_Task description_
Beginning with the opening line, restate the following material exactly, up through the line that contains "of accepted keys".

········

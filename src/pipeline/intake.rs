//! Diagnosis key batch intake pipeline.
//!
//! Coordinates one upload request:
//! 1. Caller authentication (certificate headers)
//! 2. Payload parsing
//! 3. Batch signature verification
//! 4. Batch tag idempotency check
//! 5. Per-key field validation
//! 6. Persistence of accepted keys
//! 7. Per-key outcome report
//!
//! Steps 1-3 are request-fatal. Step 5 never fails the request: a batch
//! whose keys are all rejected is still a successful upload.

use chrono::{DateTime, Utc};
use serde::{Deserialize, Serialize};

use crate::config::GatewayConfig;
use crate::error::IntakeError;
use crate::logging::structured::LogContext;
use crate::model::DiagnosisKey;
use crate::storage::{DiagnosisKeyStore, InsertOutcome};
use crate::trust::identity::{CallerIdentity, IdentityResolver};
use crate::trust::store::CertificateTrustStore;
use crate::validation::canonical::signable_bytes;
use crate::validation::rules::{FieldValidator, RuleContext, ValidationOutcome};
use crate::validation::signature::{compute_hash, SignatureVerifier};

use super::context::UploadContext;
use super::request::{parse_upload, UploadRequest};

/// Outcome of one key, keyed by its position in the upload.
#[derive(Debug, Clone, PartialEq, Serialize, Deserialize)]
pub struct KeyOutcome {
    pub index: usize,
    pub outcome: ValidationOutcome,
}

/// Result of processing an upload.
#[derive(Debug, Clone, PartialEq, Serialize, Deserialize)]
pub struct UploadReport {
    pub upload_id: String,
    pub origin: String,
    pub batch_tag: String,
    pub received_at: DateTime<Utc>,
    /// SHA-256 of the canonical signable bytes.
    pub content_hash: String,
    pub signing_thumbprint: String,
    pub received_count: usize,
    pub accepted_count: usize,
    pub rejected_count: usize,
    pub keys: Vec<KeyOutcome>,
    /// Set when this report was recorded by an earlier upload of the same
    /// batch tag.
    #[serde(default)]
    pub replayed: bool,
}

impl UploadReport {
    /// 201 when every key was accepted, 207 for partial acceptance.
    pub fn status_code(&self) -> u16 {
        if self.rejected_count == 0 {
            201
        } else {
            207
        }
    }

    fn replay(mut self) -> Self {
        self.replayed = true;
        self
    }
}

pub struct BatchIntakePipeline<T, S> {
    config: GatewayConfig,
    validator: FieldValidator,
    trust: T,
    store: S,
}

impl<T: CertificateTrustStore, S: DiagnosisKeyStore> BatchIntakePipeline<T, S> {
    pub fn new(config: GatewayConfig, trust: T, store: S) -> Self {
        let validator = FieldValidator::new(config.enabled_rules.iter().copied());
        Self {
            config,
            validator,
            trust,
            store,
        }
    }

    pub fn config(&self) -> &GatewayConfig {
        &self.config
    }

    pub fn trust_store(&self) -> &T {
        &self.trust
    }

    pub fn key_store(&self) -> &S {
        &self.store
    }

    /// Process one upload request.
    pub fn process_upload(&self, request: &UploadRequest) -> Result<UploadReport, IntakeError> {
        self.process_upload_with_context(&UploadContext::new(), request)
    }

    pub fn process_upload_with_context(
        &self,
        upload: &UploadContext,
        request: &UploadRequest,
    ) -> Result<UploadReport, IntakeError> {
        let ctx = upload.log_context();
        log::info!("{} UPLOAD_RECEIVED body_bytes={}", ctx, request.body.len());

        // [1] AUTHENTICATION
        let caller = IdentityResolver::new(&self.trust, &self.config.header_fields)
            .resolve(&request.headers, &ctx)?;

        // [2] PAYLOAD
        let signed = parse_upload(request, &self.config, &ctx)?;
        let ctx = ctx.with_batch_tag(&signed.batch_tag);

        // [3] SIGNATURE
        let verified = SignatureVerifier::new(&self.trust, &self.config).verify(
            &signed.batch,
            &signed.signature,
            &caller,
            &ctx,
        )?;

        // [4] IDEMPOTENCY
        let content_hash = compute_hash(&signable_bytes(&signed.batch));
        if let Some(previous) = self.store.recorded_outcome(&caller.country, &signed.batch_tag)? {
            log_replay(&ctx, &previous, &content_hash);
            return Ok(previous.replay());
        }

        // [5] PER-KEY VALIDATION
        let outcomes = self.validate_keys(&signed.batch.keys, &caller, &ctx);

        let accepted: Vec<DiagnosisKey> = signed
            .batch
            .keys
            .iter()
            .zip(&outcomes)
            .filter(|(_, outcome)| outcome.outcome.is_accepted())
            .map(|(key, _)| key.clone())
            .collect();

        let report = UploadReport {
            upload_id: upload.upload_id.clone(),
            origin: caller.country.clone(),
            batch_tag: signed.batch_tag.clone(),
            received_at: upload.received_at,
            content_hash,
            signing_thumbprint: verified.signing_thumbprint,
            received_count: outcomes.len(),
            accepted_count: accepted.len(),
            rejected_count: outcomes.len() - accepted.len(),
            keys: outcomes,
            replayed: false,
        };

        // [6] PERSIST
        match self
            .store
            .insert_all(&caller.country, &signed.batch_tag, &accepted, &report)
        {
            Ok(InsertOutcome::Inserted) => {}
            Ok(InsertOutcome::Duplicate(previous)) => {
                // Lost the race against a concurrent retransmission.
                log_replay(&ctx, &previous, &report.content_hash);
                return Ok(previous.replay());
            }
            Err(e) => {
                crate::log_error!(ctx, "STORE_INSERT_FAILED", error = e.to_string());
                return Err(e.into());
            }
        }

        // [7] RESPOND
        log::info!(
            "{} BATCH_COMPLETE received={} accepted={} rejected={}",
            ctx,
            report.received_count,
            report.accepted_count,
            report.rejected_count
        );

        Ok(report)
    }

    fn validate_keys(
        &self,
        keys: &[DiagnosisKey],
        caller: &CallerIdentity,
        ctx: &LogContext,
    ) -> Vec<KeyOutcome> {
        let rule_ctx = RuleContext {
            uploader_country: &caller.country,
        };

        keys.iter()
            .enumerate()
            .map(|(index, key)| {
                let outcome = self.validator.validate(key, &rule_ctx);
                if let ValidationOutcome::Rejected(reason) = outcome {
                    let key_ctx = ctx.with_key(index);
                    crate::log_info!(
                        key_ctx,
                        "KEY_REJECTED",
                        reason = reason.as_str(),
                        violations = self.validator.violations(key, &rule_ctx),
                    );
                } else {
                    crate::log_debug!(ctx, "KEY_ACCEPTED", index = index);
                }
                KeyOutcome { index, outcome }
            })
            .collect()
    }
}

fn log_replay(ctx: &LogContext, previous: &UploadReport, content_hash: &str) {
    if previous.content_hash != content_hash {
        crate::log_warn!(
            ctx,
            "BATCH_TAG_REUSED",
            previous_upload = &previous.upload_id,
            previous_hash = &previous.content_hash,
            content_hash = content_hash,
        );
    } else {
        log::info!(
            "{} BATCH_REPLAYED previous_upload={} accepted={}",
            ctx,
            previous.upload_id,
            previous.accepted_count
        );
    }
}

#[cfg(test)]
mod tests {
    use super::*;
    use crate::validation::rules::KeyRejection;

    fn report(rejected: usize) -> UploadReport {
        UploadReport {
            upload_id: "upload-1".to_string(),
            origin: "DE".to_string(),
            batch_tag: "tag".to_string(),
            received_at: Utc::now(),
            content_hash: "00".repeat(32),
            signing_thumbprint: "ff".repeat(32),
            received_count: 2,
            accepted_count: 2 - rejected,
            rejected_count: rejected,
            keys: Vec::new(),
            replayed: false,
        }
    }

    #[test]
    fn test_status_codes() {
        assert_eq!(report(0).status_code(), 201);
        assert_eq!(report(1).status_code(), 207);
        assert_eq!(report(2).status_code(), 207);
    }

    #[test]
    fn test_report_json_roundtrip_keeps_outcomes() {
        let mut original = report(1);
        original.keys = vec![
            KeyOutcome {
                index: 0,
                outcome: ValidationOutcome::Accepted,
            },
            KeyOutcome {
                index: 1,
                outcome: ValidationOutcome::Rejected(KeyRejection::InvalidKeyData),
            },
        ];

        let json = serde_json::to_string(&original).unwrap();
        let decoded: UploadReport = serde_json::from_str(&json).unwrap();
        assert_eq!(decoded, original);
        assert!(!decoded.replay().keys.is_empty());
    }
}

········

_Solution to this exercise_
filename src/pipeline/intake.rs
//! Diagnosis key batch intake pipeline.
//!
//! Coordinates one upload request:
//! 1. Caller authentication (certificate headers)
//! 2. Payload parsing
//! 3. Batch signature verification
//! 4. Batch tag idempotency check
//! 5. Per-key field validation
//! 6. Persistence of accepted keys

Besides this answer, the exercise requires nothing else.